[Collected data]
........
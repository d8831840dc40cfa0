//! CLI Command Implementations
//!
//! Implements the actual logic for each CLI command.

use std::path::Path;

use log::info;

use super::{OutputArgs, PresetName};
use crate::config::RunConfig;
use crate::error::Result;
use crate::models::ModelRegistry;
use crate::pipeline::{Pipeline, RunReport};

/// Run a comparison from a config file.
pub fn run_config(path: &Path, output: &OutputArgs) -> Result<()> {
    info!("Loading run configuration: {}", path.display());

    let mut config = RunConfig::load(path)?;
    output.apply(&mut config);
    execute(&config)
}

/// Run or save a built-in comparison.
pub fn run_preset(name: PresetName, save: Option<&Path>, output: &OutputArgs) -> Result<()> {
    let mut config = name.config();
    output.apply(&mut config);

    if let Some(path) = save {
        config.save(path)?;
        println!("Preset written: {}", path.display());
        return Ok(());
    }

    info!("Running preset {:?}", name);
    execute(&config)
}

/// List the registered models.
pub fn list_models() -> Result<()> {
    let registry = ModelRegistry::with_defaults();

    println!("Registered models ({}):", registry.len());
    for model in registry.list_model_info() {
        println!("  {:<16} {:?}  {}", model.id, model.control, model.description);
    }

    Ok(())
}

fn execute(config: &RunConfig) -> Result<()> {
    let registry = ModelRegistry::with_defaults();
    let report = Pipeline::new(&registry).run(config)?;
    print_report(&report);
    Ok(())
}

fn print_report(report: &RunReport) {
    println!(
        "Compared {} models over {} samples",
        report.models.len(),
        report.num_samples
    );
    for path in report.artifacts.iter().chain(&report.wav_files) {
        println!("  {}", path.display());
    }
}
........
# [Activity]
Reproduce each line of the entries in which the word "comparison" is found.

# [Task output]
/// Run a comparison from a config file.
/// Run or save a built-in comparison.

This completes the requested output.